People often say the fossil fuel industry makes paleontology relevant, but there's a saying in paleontology: "no oil company cares about your thesis on spinosaur paleoecology". Fossil fuel companies only care about a select group of paleontologists (people who study stratigraphy or certain microfossils like conodonts and forams), and even then you basically can't get a job as an oil geologist anymore because what used to require detailed geological knowledge and ferreting conodonts out of rock is now done by machines.
These features are why paleontology is almost always the first science on the chopping block at any major university. And a lot of scientific fields seem to thing the only thing paleontology is good for is getting people interested in science and bringing people into natural history museums.

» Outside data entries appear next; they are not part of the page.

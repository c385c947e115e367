use super::{read_descriptor, ConfigError};
use crate::roles::Role;
use serde::Deserialize;
use std::path::Path;

/// Requested change for the subject.
#[derive(Debug, Clone, Copy, PartialEq, Eq)]
pub enum SubjectAction {
    Create,
    Delete,
}

impl SubjectAction {
    fn parse(raw: &str) -> Result<Self, ConfigError> {
        match raw.trim() {
            "create-user" => Ok(SubjectAction::Create),
            "delete-user" => Ok(SubjectAction::Delete),
            other => Err(ConfigError::UnknownAction(other.to_string())),
        }
    }

    pub fn as_str(self) -> &'static str {
        match self {
            SubjectAction::Create => "create-user",
            SubjectAction::Delete => "delete-user",
        }
    }
}

#[derive(Debug, Default, Deserialize)]
struct RawSubjectFile {
    command: Option<String>,
    user: Option<RawSubject>,
}

#[derive(Debug, Default, Deserialize)]
#[serde(rename_all = "kebab-case")]
struct RawSubject {
    username: Option<String>,
    name: Option<String>,
    role: Option<String>,
    email_address: Option<String>,
    location_uuid: Option<String>,
    member_of_organization: Option<String>,
    ssp_path: Option<String>,
}

/// A validated subject descriptor. Construction fails unless the command,
/// username, display name and role are all present.
#[derive(Debug, Clone, PartialEq, Eq)]
pub struct SubjectDescriptor {
    pub action: SubjectAction,
    pub username: String,
    pub name: String,
    pub role: Role,
    pub email: Option<String>,
    pub location_uuid: Option<String>,
    pub member_of_organization: Option<String>,
    pub ssp_path: Option<String>,
}

fn present(value: &Option<String>) -> Option<String> {
    value
        .as_deref()
        .map(str::trim)
        .filter(|value| !value.is_empty() && !value.eq_ignore_ascii_case("none"))
        .map(str::to_string)
}

impl SubjectDescriptor {
    pub fn load(path: &Path) -> Result<Self, ConfigError> {
        let text = read_descriptor(path)?;
        Self::from_yaml(&text, &path.display().to_string())
    }

    /// Parse descriptor text. Blank text parses as a descriptor with every
    /// required field missing.
    pub fn from_yaml(text: &str, origin: &str) -> Result<Self, ConfigError> {
        let raw: RawSubjectFile = if text.trim().is_empty() {
            RawSubjectFile::default()
        } else {
            serde_yaml::from_str(text).map_err(|source| ConfigError::Parse {
                path: origin.into(),
                source,
            })?
        };
        Self::from_raw(raw, origin)
    }

    fn from_raw(raw: RawSubjectFile, origin: &str) -> Result<Self, ConfigError> {
        let user = raw.user.unwrap_or_default();
        let command = present(&raw.command);
        let username = present(&user.username);
        let name = present(&user.name);
        let role = present(&user.role);

        let mut missing = Vec::new();
        if command.is_none() {
            missing.push("COMMAND");
        }
        if username.is_none() && name.is_none() && role.is_none() {
            missing.push("USER");
        }
        if username.is_none() {
            missing.push("USERNAME");
        }
        if name.is_none() {
            missing.push("NAME");
        }
        if role.is_none() {
            missing.push("ROLE");
        }
        let (Some(command), Some(username), Some(name), Some(role)) =
            (command, username, name, role)
        else {
            return Err(ConfigError::InvalidSubject {
                origin: origin.to_string(),
                missing,
            });
        };

        Ok(Self {
            action: SubjectAction::parse(&command)?,
            username,
            name,
            role: role.parse()?,
            email: present(&user.email_address),
            location_uuid: present(&user.location_uuid),
            member_of_organization: present(&user.member_of_organization),
            ssp_path: present(&user.ssp_path),
        })
    }

    /// Split the display name into (first, middle, last).
    ///
    /// Single-word names only fill `first`; everything between the first and
    /// last word is the middle part.
    pub fn split_name(&self) -> (&str, String, &str) {
        let parts: Vec<&str> = self.name.split_whitespace().collect();
        match parts.as_slice() {
            [] => ("", String::new(), ""),
            [first] => (*first, String::new(), ""),
            [first, last] => (*first, String::new(), *last),
            [first, middle @ .., last] => (*first, middle.join(" "), *last),
        }
    }

    /// Attributes sent to the identity provider when the subject is created,
    /// in a stable order.
    pub fn idp_attributes(&self) -> Vec<(&'static str, String)> {
        let mut attrs = Vec::new();
        if let Some(email) = &self.email {
            attrs.push(("email", email.clone()));
            attrs.push(("email_verified", "true".to_string()));
        }
        attrs.push(("name", self.name.clone()));
        let (first, middle, last) = self.split_name();
        if !first.is_empty() {
            attrs.push(("given_name", first.to_string()));
        }
        if !middle.is_empty() {
            attrs.push(("middle_name", middle));
        }
        if !last.is_empty() {
            attrs.push(("family_name", last.to_string()));
            attrs.push(("preferred_username", format!("{first} {last}")));
        } else if !first.is_empty() {
            attrs.push(("preferred_username", first.to_string()));
        }
        attrs.push(("profile", self.role.profile_tier().to_string()));
        attrs
    }

    /// Short name for the party record: `first-L` or just `first`.
    pub fn short_name(&self) -> String {
        let (first, _, last) = self.split_name();
        match last.chars().next() {
            Some(initial) => format!("{first}-{initial}"),
            None => first.to_string(),
        }
    }
}

#[cfg(test)]
#[path = "subject_tests.rs"]
mod tests;
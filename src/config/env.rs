use super::{read_descriptor, ConfigError};
use crate::util::expand_home;
use serde::Deserialize;
use std::path::{Path, PathBuf};
use std::time::Duration;

const DEFAULT_SSM_DOCUMENT: &str = "AWS-RunShellScript";
const DEFAULT_RUN_AS: &str = "ec2-user";
const DEFAULT_TIMEOUT_SECONDS: u64 = 99;
const DEFAULT_MAX_POLL_ATTEMPTS: u32 = 100;
const DEFAULT_POLL_DELAY_MS: u64 = 900;

#[derive(Debug, Default, Deserialize)]
struct EnvFile {
    #[serde(default)]
    env: EnvConfig,
}

/// Environment descriptor rooted at the `env:` key.
///
/// Keys the tool does not consume are ignored. Every leaf is optional when
/// parsing; accessors fail with the descriptor path of the missing value
/// (e.g. `env/git/repo`) when a command needs it.
#[derive(Debug, Clone, Default, Deserialize)]
#[serde(default)]
pub struct EnvConfig {
    pub bat: BatSection,
    pub git: GitSection,
    pub aws: AwsSection,
    pub amb: AmbSection,
    pub ssm: SsmSection,
}

#[derive(Debug, Clone, Default, Deserialize)]
#[serde(default, rename_all = "kebab-case")]
pub struct BatSection {
    pub user_dir: String,
    pub work_dir: String,
    pub logs_dir: String,
    pub log_at: String,
    pub print_at: String,
}

#[derive(Debug, Clone, Default, Deserialize)]
#[serde(default, rename_all = "kebab-case")]
pub struct GitSection {
    pub repo: String,
    pub repo_dir: String,
    pub fragment_dir: String,
    pub ssp: String,
}

#[derive(Debug, Clone, Default, Deserialize)]
#[serde(default, rename_all = "kebab-case")]
pub struct AwsSection {
    pub idp_pool: String,
    pub idp_temp_password: String,
    pub s3_drop_name: String,
    pub s3_drop_url: String,
}

#[derive(Debug, Clone, Default, Deserialize)]
#[serde(default, rename_all = "kebab-case")]
pub struct AmbSection {
    pub ca_url: String,
    pub msp_dir: String,
    pub clients_dir: String,
    pub enroll_url: String,
    pub default_secret: String,
    pub tls_cert: String,
}

#[derive(Debug, Clone, Default, Deserialize)]
#[serde(default, rename_all = "kebab-case")]
pub struct SsmSection {
    pub instance_id: String,
    pub document: String,
    pub run_as: String,
    pub remote_env_file: String,
    pub timeout_seconds: Option<u64>,
    pub max_poll_attempts: Option<u32>,
    pub poll_delay_ms: Option<u64>,
}

fn require<'a>(value: &'a str, field: &'static str) -> Result<&'a str, ConfigError> {
    let value = value.trim();
    if value.is_empty() {
        return Err(ConfigError::MissingField(field));
    }
    Ok(value)
}

impl EnvConfig {
    pub fn load(path: &Path) -> Result<Self, ConfigError> {
        let text = read_descriptor(path)?;
        Self::from_yaml(&text, path)
    }

    pub fn from_yaml(text: &str, origin: &Path) -> Result<Self, ConfigError> {
        if text.trim().is_empty() {
            return Ok(Self::default());
        }
        let file: EnvFile = serde_yaml::from_str(text).map_err(|source| ConfigError::Parse {
            path: origin.to_path_buf(),
            source,
        })?;
        Ok(file.env)
    }

    pub fn user_dir(&self) -> Result<PathBuf, ConfigError> {
        require(&self.bat.user_dir, "env/bat/user-dir").map(expand_home)
    }

    pub fn work_dir(&self) -> Result<PathBuf, ConfigError> {
        require(&self.bat.work_dir, "env/bat/work-dir").map(expand_home)
    }

    /// Log directory; `None` disables the persisted log file.
    pub fn logs_dir(&self) -> Option<PathBuf> {
        require(&self.bat.logs_dir, "env/bat/logs-dir")
            .ok()
            .map(expand_home)
    }

    pub fn git_repo(&self) -> Result<&str, ConfigError> {
        require(&self.git.repo, "env/git/repo")
    }

    pub fn git_repo_dir(&self) -> Result<PathBuf, ConfigError> {
        require(&self.git.repo_dir, "env/git/repo-dir").map(expand_home)
    }

    /// Repository-relative directory receiving party fragments.
    pub fn fragment_dir(&self) -> &str {
        self.git.fragment_dir.trim()
    }

    /// Repository-relative compliance document path, when configured.
    pub fn ssp_path(&self) -> Option<&str> {
        require(&self.git.ssp, "env/git/ssp").ok()
    }

    pub fn idp_pool(&self) -> Result<&str, ConfigError> {
        require(&self.aws.idp_pool, "env/aws/idp-pool")
    }

    pub fn idp_temp_password(&self) -> Option<&str> {
        require(&self.aws.idp_temp_password, "env/aws/idp-temp-password").ok()
    }

    pub fn s3_drop_name(&self) -> Result<&str, ConfigError> {
        require(&self.aws.s3_drop_name, "env/aws/s3-drop-name")
    }

    pub fn s3_drop_url(&self) -> Result<&str, ConfigError> {
        require(&self.aws.s3_drop_url, "env/aws/s3-drop-url")
    }

    pub fn ca_url(&self) -> Result<&str, ConfigError> {
        require(&self.amb.ca_url, "env/amb/ca-url")
    }

    pub fn msp_dir(&self) -> Result<&str, ConfigError> {
        require(&self.amb.msp_dir, "env/amb/msp-dir")
    }

    pub fn clients_dir(&self) -> Result<PathBuf, ConfigError> {
        require(&self.amb.clients_dir, "env/amb/clients-dir").map(expand_home)
    }

    pub fn enroll_url(&self) -> Result<&str, ConfigError> {
        require(&self.amb.enroll_url, "env/amb/enroll-url")
    }

    pub fn default_secret(&self) -> Result<&str, ConfigError> {
        require(&self.amb.default_secret, "env/amb/default-secret")
    }

    pub fn tls_cert(&self) -> Result<&str, ConfigError> {
        require(&self.amb.tls_cert, "env/amb/tls-cert")
    }

    pub fn instance_id(&self) -> Result<&str, ConfigError> {
        require(&self.ssm.instance_id, "env/ssm/instance-id")
    }

    pub fn remote_env_file(&self) -> Result<&str, ConfigError> {
        require(&self.ssm.remote_env_file, "env/ssm/remote-env-file")
    }

    pub fn ssm_document(&self) -> &str {
        require(&self.ssm.document, "env/ssm/document").unwrap_or(DEFAULT_SSM_DOCUMENT)
    }

    pub fn run_as(&self) -> &str {
        require(&self.ssm.run_as, "env/ssm/run-as").unwrap_or(DEFAULT_RUN_AS)
    }

    pub fn remote_timeout_seconds(&self) -> u64 {
        self.ssm.timeout_seconds.unwrap_or(DEFAULT_TIMEOUT_SECONDS)
    }

    pub fn max_poll_attempts(&self) -> u32 {
        self.ssm.max_poll_attempts.unwrap_or(DEFAULT_MAX_POLL_ATTEMPTS)
    }

    pub fn poll_delay(&self) -> Duration {
        Duration::from_millis(self.ssm.poll_delay_ms.unwrap_or(DEFAULT_POLL_DELAY_MS))
    }
}

#[cfg(test)]
mod tests {
    use super::*;

    const ENV_YAML: &str = r#"
env:
  bat:
    user-dir: /opt/blossom/users
    work-dir: /opt/blossom
    log-at: warn
  git:
    repo: git@github.com:example/blossom-oscal-auto.git
    repo-dir: /opt/blossom/repo
    ssp: ato/ssp.xml
  aws:
    idp-pool: us-east-1_abc
  ssm:
    instance-id: i-0123
    max-poll-attempts: 5
"#;

    fn parsed() -> EnvConfig {
        EnvConfig::from_yaml(ENV_YAML, Path::new("env.yaml")).expect("valid env")
    }

    #[test]
    fn reads_namespaced_values() {
        let env = parsed();
        assert_eq!(env.git_repo().unwrap(), "git@github.com:example/blossom-oscal-auto.git");
        assert_eq!(env.git_repo_dir().unwrap(), PathBuf::from("/opt/blossom/repo"));
        assert_eq!(env.idp_pool().unwrap(), "us-east-1_abc");
        assert_eq!(env.ssp_path(), Some("ato/ssp.xml"));
        assert_eq!(env.bat.log_at, "warn");
    }

    #[test]
    fn missing_values_name_their_path() {
        let env = parsed();
        let err = env.ca_url().unwrap_err();
        assert!(matches!(err, ConfigError::MissingField("env/amb/ca-url")));
        assert_eq!(env.logs_dir(), None);
    }

    #[test]
    fn ssm_defaults_apply() {
        let env = parsed();
        assert_eq!(env.ssm_document(), "AWS-RunShellScript");
        assert_eq!(env.run_as(), "ec2-user");
        assert_eq!(env.remote_timeout_seconds(), 99);
        assert_eq!(env.max_poll_attempts(), 5);
        assert_eq!(env.poll_delay(), Duration::from_millis(900));
    }

    #[test]
    fn malformed_yaml_is_a_parse_error() {
        let err = EnvConfig::from_yaml("env: [unclosed", Path::new("bad.yaml")).unwrap_err();
        assert!(matches!(err, ConfigError::Parse { .. }));
    }
}
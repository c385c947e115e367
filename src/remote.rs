//! Remote execution: the asynchronous job dispatcher, its AWS SSM channel and
//! the object-storage trigger that feeds it.
mod dispatch;
#[cfg(test)]
mod fake;
mod ssm;
mod trigger;

pub use dispatch::{
    ChannelError, Dispatcher, JobHandle, JobRequest, JobState, PollError, PollReport, PollStatus,
    RemoteChannel, RemoteJob,
};
pub use ssm::AwsSsmChannel;
pub use trigger::{EventKind, StorageEvent, TriggerHandler, TriggerOutcome};
//! Newtype IDs for type-safe identifiers.
//!
//! Using newtypes prevents accidentally mixing up different ID types,
//! e.g., passing a HistoryId where a WishlistItemId is expected.

use serde::{Deserialize, Serialize};
use std::fmt;

/// Macro to generate newtype ID structs.
macro_rules! define_id {
    ($name:ident) => {
        /// A unique identifier.
        #[derive(Debug, Clone, PartialEq, Eq, Hash, Serialize, Deserialize)]
        #[serde(transparent)]
        pub struct $name(String);

        impl $name {
            /// Create a new ID from a string.
            pub fn new(id: impl Into<String>) -> Self {
                Self(id.into())
            }

            /// Generate a new unique ID.
            pub fn generate() -> Self {
                Self(generate_id())
            }

            /// Get the ID as a string slice.
            pub fn as_str(&self) -> &str {
                &self.0
            }

            /// Consume and return the inner string.
            pub fn into_inner(self) -> String {
                self.0
            }
        }

        impl fmt::Display for $name {
            fn fmt(&self, f: &mut fmt::Formatter<'_>) -> fmt::Result {
                write!(f, "{}", self.0)
            }
        }

        impl From<String> for $name {
            fn from(s: String) -> Self {
                Self(s)
            }
        }

        impl From<&str> for $name {
            fn from(s: &str) -> Self {
                Self(s.to_string())
            }
        }

        impl AsRef<str> for $name {
            fn as_ref(&self) -> &str {
                &self.0
            }
        }
    };
}

define_id!(WishlistItemId);
define_id!(HistoryId);

impl WishlistItemId {
    /// Derive a stable ID from an offer link.
    ///
    /// The same link always yields the same ID, so toggling an offer from two
    /// different searches hits the same wishlist entry.
    pub fn from_link(link: &str) -> Self {
        let hash = link
            .trim()
            .bytes()
            .fold(0u32, |acc, b| acc.wrapping_mul(31).wrapping_add(b as u32));
        Self(format!("offer-{:08x}", hash))
    }
}

/// Generate a unique ID using timestamp and an atomic counter.
fn generate_id() -> String {
    use std::sync::atomic::{AtomicU64, Ordering};
    use std::time::{SystemTime, UNIX_EPOCH};

    static COUNTER: AtomicU64 = AtomicU64::new(0);

    let timestamp = SystemTime::now()
        .duration_since(UNIX_EPOCH)
        .map(|d| d.as_millis() as u64)
        .unwrap_or(0);
    let counter = COUNTER.fetch_add(1, Ordering::SeqCst);

    format!("{:x}-{:x}", timestamp, counter)
}

#[cfg(test)]
mod tests {
    use super::*;

    #[test]
    fn test_id_creation() {
        let id = HistoryId::new("hist-123");
        assert_eq!(id.as_str(), "hist-123");
    }

    #[test]
    fn test_id_generation() {
        let id1 = HistoryId::generate();
        let id2 = HistoryId::generate();
        assert_ne!(id1, id2);
    }

    #[test]
    fn test_id_from_string() {
        let id: WishlistItemId = "42".into();
        assert_eq!(id.as_str(), "42");
        assert_eq!(format!("{}", id), "42");
    }

    #[test]
    fn test_id_serializes_as_plain_string() {
        let id = WishlistItemId::new("42");
        assert_eq!(serde_json::to_string(&id).unwrap(), "\"42\"");
    }

    #[test]
    fn test_link_ids_are_stable() {
        let a = WishlistItemId::from_link("https://example.com/product1");
        let b = WishlistItemId::from_link("https://example.com/product1");
        let c = WishlistItemId::from_link("https://example.com/product2");

        assert_eq!(a, b);
        assert_ne!(a, c);
        assert!(a.as_str().starts_with("offer-"));
    }
}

What's the point of this long, seemingly nonsensical rant? In order to make paleontology the largest/most profitable industry in your setting it is necessary to understand why it is not so in our timeline. If you want to make paleontology the largest/most profitable industry in real life, you need to make it so that it has some direct application to real life that makes it relevant. Relevant enough that it doesn't just benefit humanity when funded (and therefore could be passed off as a luxury), but there have to be actual reasons why cutting funding would be bad. Look at other sciences. If medicine research funding gets cuts we don't have the resources to come up with new vaccines and cures. If engineering funding gets cut countries lose opportunities to make technological advancements. If ecology funding gets cut there are invasive species out there that we spend literal billions each year to contain that will become unleashed. If paleontology gets cut nothing happens. Indeed, this is what happens in IRL museums, the curators get fired and the collections get put in storage, the board of directors only cares about the dinosaur fossils on display.
Some people have brought up ancient technology, and I agree with them. Basically if you're in a technological arms race and how far ahead you are is dependent on what you dig up, then the people who do the digging are your lifeline. Except that would be archaeology or xeno-archaeology instead of paleontology. Paleontology focuses on non-sentient organisms.
Bringing things back to life is another option but even Michael Crichton pointed out there is no money to be made for bringing dinosaurs back to life. The whole reason he had Jurassic Park set in a dinosaur theme park was he couldn't think of a way that someone would want to clone dinosaurs and not go bankrupt in the process beyond "rich idiot decides to clone dinosaurs and make a zoo for them".
If they got out and things went full Dino Crisis you might have a reason for an adult knowing more than an eight-year-old about Tyrannosaurus rex. But even then it's technically interest in contemporary (if resurrected) animals that requires no knowledge of their fossil history. Field biologists would rapidly outpace paleontologists in their knowledge of these creatures due to accurate, first-hand experience of raptors trying to eat their faces.
Time travel is a good option. There you kind of have to know the landscape in order to know where things are, how to survive, and how to not get eaten by a T. rex. The downside is that from a relativity point of view it's more looking at contemporary animals than digging up bones, and what would happen really quickly is that scientists would stop digging up bones because you can get more by studying the living, breathing thing. One paper on a flesh-and-blood tyrannosaur would be worth more to science than 100 years of painstakingly pulling information from its fossil bones. Paleontology is like a roadmap to the past, only the map is torn, faded, written in a dead language, and somebody scribbled on it with magic marker.